**TASK OBJECTIVE:**
When "usize" occurs in a line of the material, copy that line.

+-------+

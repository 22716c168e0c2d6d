use crate::agent::Agent;
use crate::error::{hsa_check, HsaResult};
use hsa_sys::bindings::{
    hsa_agent_iterate_regions, hsa_agent_t, hsa_amd_agent_iterate_memory_pools,
    hsa_amd_agent_memory_pool_get_info,
    hsa_amd_agent_memory_pool_info_t_HSA_AMD_AGENT_MEMORY_POOL_INFO_LINK_INFO,
    hsa_amd_agent_memory_pool_info_t_HSA_AMD_AGENT_MEMORY_POOL_INFO_NUM_LINK_HOPS,
    hsa_amd_link_info_type_t, hsa_amd_memory_pool_get_info,
    hsa_amd_memory_pool_global_flag_s_HSA_AMD_MEMORY_POOL_GLOBAL_FLAG_COARSE_GRAINED,
    hsa_amd_memory_pool_global_flag_s_HSA_AMD_MEMORY_POOL_GLOBAL_FLAG_FINE_GRAINED,
    hsa_amd_memory_pool_global_flag_s_HSA_AMD_MEMORY_POOL_GLOBAL_FLAG_KERNARG_INIT,
    hsa_amd_memory_pool_info_t, hsa_amd_memory_pool_info_t_HSA_AMD_MEMORY_POOL_INFO_GLOBAL_FLAGS,
    hsa_amd_memory_pool_info_t_HSA_AMD_MEMORY_POOL_INFO_RUNTIME_ALLOC_ALLOWED,
    hsa_amd_memory_pool_info_t_HSA_AMD_MEMORY_POOL_INFO_RUNTIME_ALLOC_GRANULE,
    hsa_amd_memory_pool_info_t_HSA_AMD_MEMORY_POOL_INFO_SEGMENT,
    hsa_amd_memory_pool_info_t_HSA_AMD_MEMORY_POOL_INFO_SIZE, hsa_amd_memory_pool_link_info_t,
    hsa_amd_memory_pool_t, hsa_amd_segment_t, hsa_amd_segment_t_HSA_AMD_SEGMENT_GLOBAL,
    hsa_amd_region_info_s_HSA_AMD_REGION_INFO_HOST_ACCESSIBLE, hsa_region_get_info,
    hsa_region_info_t, hsa_region_info_t_HSA_REGION_INFO_SEGMENT,
    hsa_region_info_t_HSA_REGION_INFO_SIZE, hsa_region_segment_t,
    hsa_region_segment_t_HSA_REGION_SEGMENT_GLOBAL, hsa_region_segment_t_HSA_REGION_SEGMENT_GROUP,
    hsa_region_segment_t_HSA_REGION_SEGMENT_KERNARG,
    hsa_region_segment_t_HSA_REGION_SEGMENT_PRIVATE,
    hsa_region_segment_t_HSA_REGION_SEGMENT_READONLY, hsa_region_t, hsa_status_t,
    hsa_status_t_HSA_STATUS_SUCCESS,
};
use hsa_sys::utils::get_link_type_str;

#[derive(Debug, Clone, Copy, PartialEq, Eq)]
pub enum RegionSegment {
    Global,
    ReadOnly,
    Private,
    Group,
    KernArg,
    Other,
}

impl RegionSegment {
    pub fn from_raw(raw: hsa_region_segment_t) -> Self {
        match raw {
            hsa_region_segment_t_HSA_REGION_SEGMENT_GLOBAL => Self::Global,
            hsa_region_segment_t_HSA_REGION_SEGMENT_READONLY => Self::ReadOnly,
            hsa_region_segment_t_HSA_REGION_SEGMENT_PRIVATE => Self::Private,
            hsa_region_segment_t_HSA_REGION_SEGMENT_GROUP => Self::Group,
            hsa_region_segment_t_HSA_REGION_SEGMENT_KERNARG => Self::KernArg,
            _ => Self::Other,
        }
    }

    /// Display name of a memory bank. Global banks split on whether the
    /// host can address them.
    pub fn label(&self, host_accessible: bool) -> &'static str {
        match self {
            Self::Global => {
                if host_accessible {
                    "System"
                } else {
                    "FrameBuffer (VRAM)"
                }
            }
            Self::Group => "LDS (Group)",
            Self::Private => "Scratch (Private)",
            Self::ReadOnly => "Constant (ReadOnly)",
            _ => "Unknown",
        }
    }
}

unsafe extern "C" fn collect_regions(
    region: hsa_region_t,
    data: *mut std::os::raw::c_void,
) -> hsa_status_t {
    let handles = &mut *(data as *mut Vec<hsa_region_t>);
    handles.push(region);

    hsa_status_t_HSA_STATUS_SUCCESS
}

#[derive(Debug, Clone)]
pub struct Region {
    region: hsa_region_t,
}

impl Region {
    pub(crate) fn collect(agent: hsa_agent_t) -> HsaResult<Vec<Region>> {
        let mut handles: Vec<hsa_region_t> = Vec::new();

        let ret = unsafe {
            hsa_agent_iterate_regions(
                agent,
                Some(collect_regions),
                &mut handles as *mut _ as *mut std::os::raw::c_void,
            )
        };
        hsa_check(ret)?;

        Ok(handles
            .into_iter()
            .map(|region| Region { region })
            .collect())
    }

    pub fn get_hsa_region_t(&self) -> hsa_region_t {
        self.region
    }

    fn info_raw<T: Default>(&self, attribute: hsa_region_info_t) -> HsaResult<T> {
        let mut value = T::default();

        let ret = unsafe {
            hsa_region_get_info(
                self.region,
                attribute,
                &mut value as *mut _ as *mut std::os::raw::c_void,
            )
        };
        hsa_check(ret)?;

        Ok(value)
    }

    pub fn segment(&self) -> HsaResult<RegionSegment> {
        Ok(RegionSegment::from_raw(
            self.info_raw::<hsa_region_segment_t>(hsa_region_info_t_HSA_REGION_INFO_SEGMENT)?,
        ))
    }

    pub fn size(&self) -> HsaResult<usize> {
        self.info_raw(hsa_region_info_t_HSA_REGION_INFO_SIZE)
    }

    /// Whether the host can address the region directly (AMD extension).
    pub fn host_accessible(&self) -> HsaResult<bool> {
        self.info_raw(hsa_amd_region_info_s_HSA_AMD_REGION_INFO_HOST_ACCESSIBLE)
    }
}

/// Decoded HSA_AMD_MEMORY_POOL_INFO_GLOBAL_FLAGS bits.
#[derive(Debug, Clone, Copy, Default, PartialEq, Eq)]
pub struct PoolFlags {
    pub fine_grained: bool,
    pub coarse_grained: bool,
    pub kernarg_init: bool,
}

impl PoolFlags {
    pub fn from_bits(flags: u32) -> Self {
        Self {
            fine_grained: flags
                & hsa_amd_memory_pool_global_flag_s_HSA_AMD_MEMORY_POOL_GLOBAL_FLAG_FINE_GRAINED
                != 0,
            coarse_grained: flags
                & hsa_amd_memory_pool_global_flag_s_HSA_AMD_MEMORY_POOL_GLOBAL_FLAG_COARSE_GRAINED
                != 0,
            kernarg_init: flags
                & hsa_amd_memory_pool_global_flag_s_HSA_AMD_MEMORY_POOL_GLOBAL_FLAG_KERNARG_INIT
                != 0,
        }
    }

    pub fn describe(&self) -> String {
        let mut parts = Vec::new();

        if self.fine_grained {
            parts.push("Fine Grained");
        }
        if self.coarse_grained {
            parts.push("Coarse Grained");
        }
        if self.kernarg_init {
            parts.push("KernArg");
        }

        if parts.is_empty() {
            "None".to_string()
        } else {
            parts.join(", ")
        }
    }
}

/// First hop of the path from an agent to a peer pool.
#[derive(Debug, Clone, Copy, Default)]
pub struct LinkInfo {
    pub hops: u32,
    pub link_type: hsa_amd_link_info_type_t,
    pub min_bandwidth: u32,
    pub max_bandwidth: u32,
    pub numa_distance: u32,
}

impl LinkInfo {
    pub fn link_type_str(&self) -> &'static str {
        get_link_type_str(self.link_type)
    }
}

unsafe extern "C" fn collect_memory_pools(
    memory_pool: hsa_amd_memory_pool_t,
    data: *mut std::os::raw::c_void,
) -> hsa_status_t {
    let handles = &mut *(data as *mut Vec<hsa_amd_memory_pool_t>);
    handles.push(memory_pool);

    hsa_status_t_HSA_STATUS_SUCCESS
}

#[derive(Debug, Clone)]
pub struct MemoryPool {
    pool: hsa_amd_memory_pool_t,
}

impl MemoryPool {
    pub(crate) fn collect(agent: hsa_agent_t) -> HsaResult<Vec<MemoryPool>> {
        let mut handles: Vec<hsa_amd_memory_pool_t> = Vec::new();

        let ret = unsafe {
            hsa_amd_agent_iterate_memory_pools(
                agent,
                Some(collect_memory_pools),
                &mut handles as *mut _ as *mut std::os::raw::c_void,
            )
        };
        hsa_check(ret)?;

        Ok(handles.into_iter().map(|pool| MemoryPool { pool }).collect())
    }

    pub fn get_hsa_amd_memory_pool_t(&self) -> hsa_amd_memory_pool_t {
        self.pool
    }

    fn info_raw<T: Default>(&self, attribute: hsa_amd_memory_pool_info_t) -> HsaResult<T> {
        let mut value = T::default();

        let ret = unsafe {
            hsa_amd_memory_pool_get_info(
                self.pool,
                attribute,
                &mut value as *mut _ as *mut std::os::raw::c_void,
            )
        };
        hsa_check(ret)?;

        Ok(value)
    }

    pub fn is_global(&self) -> HsaResult<bool> {
        let segment: hsa_amd_segment_t =
            self.info_raw(hsa_amd_memory_pool_info_t_HSA_AMD_MEMORY_POOL_INFO_SEGMENT)?;

        Ok(segment == hsa_amd_segment_t_HSA_AMD_SEGMENT_GLOBAL)
    }

    pub fn global_flags(&self) -> HsaResult<PoolFlags> {
        Ok(PoolFlags::from_bits(self.info_raw(
            hsa_amd_memory_pool_info_t_HSA_AMD_MEMORY_POOL_INFO_GLOBAL_FLAGS,
        )?))
    }

    pub fn size(&self) -> HsaResult<usize> {
        self.info_raw(hsa_amd_memory_pool_info_t_HSA_AMD_MEMORY_POOL_INFO_SIZE)
    }

    pub fn alloc_allowed(&self) -> HsaResult<bool> {
        self.info_raw(hsa_amd_memory_pool_info_t_HSA_AMD_MEMORY_POOL_INFO_RUNTIME_ALLOC_ALLOWED)
    }

    pub fn alloc_granule(&self) -> HsaResult<usize> {
        self.info_raw(hsa_amd_memory_pool_info_t_HSA_AMD_MEMORY_POOL_INFO_RUNTIME_ALLOC_GRANULE)
    }

    /// Path from `agent` to this pool. `None` when the runtime reports no
    /// hops, which it does for an agent's own local pools.
    pub fn link_from(&self, agent: &Agent) -> HsaResult<Option<LinkInfo>> {
        let mut hops: u32 = 0;

        let ret = unsafe {
            hsa_amd_agent_memory_pool_get_info(
                agent.get_hsa_agent_t(),
                self.pool,
                hsa_amd_agent_memory_pool_info_t_HSA_AMD_AGENT_MEMORY_POOL_INFO_NUM_LINK_HOPS,
                &mut hops as *mut _ as *mut std::os::raw::c_void,
            )
        };
        hsa_check(ret)?;

        if hops == 0 {
            return Ok(None);
        }

        // One entry per hop, the runtime fills the whole array
        let mut infos: Vec<hsa_amd_memory_pool_link_info_t> =
            vec![Default::default(); hops as usize];

        let ret = unsafe {
            hsa_amd_agent_memory_pool_get_info(
                agent.get_hsa_agent_t(),
                self.pool,
                hsa_amd_agent_memory_pool_info_t_HSA_AMD_AGENT_MEMORY_POOL_INFO_LINK_INFO,
                infos.as_mut_ptr() as *mut std::os::raw::c_void,
            )
        };
        hsa_check(ret)?;

        let first = infos[0];

        Ok(Some(LinkInfo {
            hops,
            link_type: first.link_type,
            min_bandwidth: first.min_bandwidth,
            max_bandwidth: first.max_bandwidth,
            numa_distance: first.numa_distance,
        }))
    }
}

#[cfg(test)]
mod tests {
    use super::*;

    #[test]
    fn test_segment_labels() {
        assert_eq!(RegionSegment::Global.label(true), "System");
        assert_eq!(RegionSegment::Global.label(false), "FrameBuffer (VRAM)");
        assert_eq!(RegionSegment::Group.label(false), "LDS (Group)");
        assert_eq!(RegionSegment::Private.label(false), "Scratch (Private)");
        assert_eq!(RegionSegment::ReadOnly.label(false), "Constant (ReadOnly)");
        assert_eq!(RegionSegment::KernArg.label(false), "Unknown");
        assert_eq!(RegionSegment::Other.label(true), "Unknown");
    }

    #[test]
    fn test_segment_from_raw() {
        assert_eq!(
            RegionSegment::from_raw(hsa_region_segment_t_HSA_REGION_SEGMENT_GLOBAL),
            RegionSegment::Global
        );
        assert_eq!(RegionSegment::from_raw(250), RegionSegment::Other);
    }

    #[test]
    fn test_pool_flags_from_bits() {
        let flags = PoolFlags::from_bits(
            hsa_amd_memory_pool_global_flag_s_HSA_AMD_MEMORY_POOL_GLOBAL_FLAG_FINE_GRAINED
                | hsa_amd_memory_pool_global_flag_s_HSA_AMD_MEMORY_POOL_GLOBAL_FLAG_KERNARG_INIT,
        );

        assert!(flags.fine_grained);
        assert!(flags.kernarg_init);
        assert!(!flags.coarse_grained);
    }

    #[test]
    fn test_pool_flags_describe() {
        assert_eq!(PoolFlags::from_bits(0).describe(), "None");
        assert_eq!(
            PoolFlags::from_bits(
                hsa_amd_memory_pool_global_flag_s_HSA_AMD_MEMORY_POOL_GLOBAL_FLAG_FINE_GRAINED
                    | hsa_amd_memory_pool_global_flag_s_HSA_AMD_MEMORY_POOL_GLOBAL_FLAG_KERNARG_INIT
            )
            .describe(),
            "Fine Grained, KernArg"
        );
    }
}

+-------+

**SOLUTION FOR THIS EXERCISE:**
    pub fn size(&self) -> HsaResult<usize> {
    pub fn size(&self) -> HsaResult<usize> {
    pub fn alloc_granule(&self) -> HsaResult<usize> {
            vec![Default::default(); hops as usize];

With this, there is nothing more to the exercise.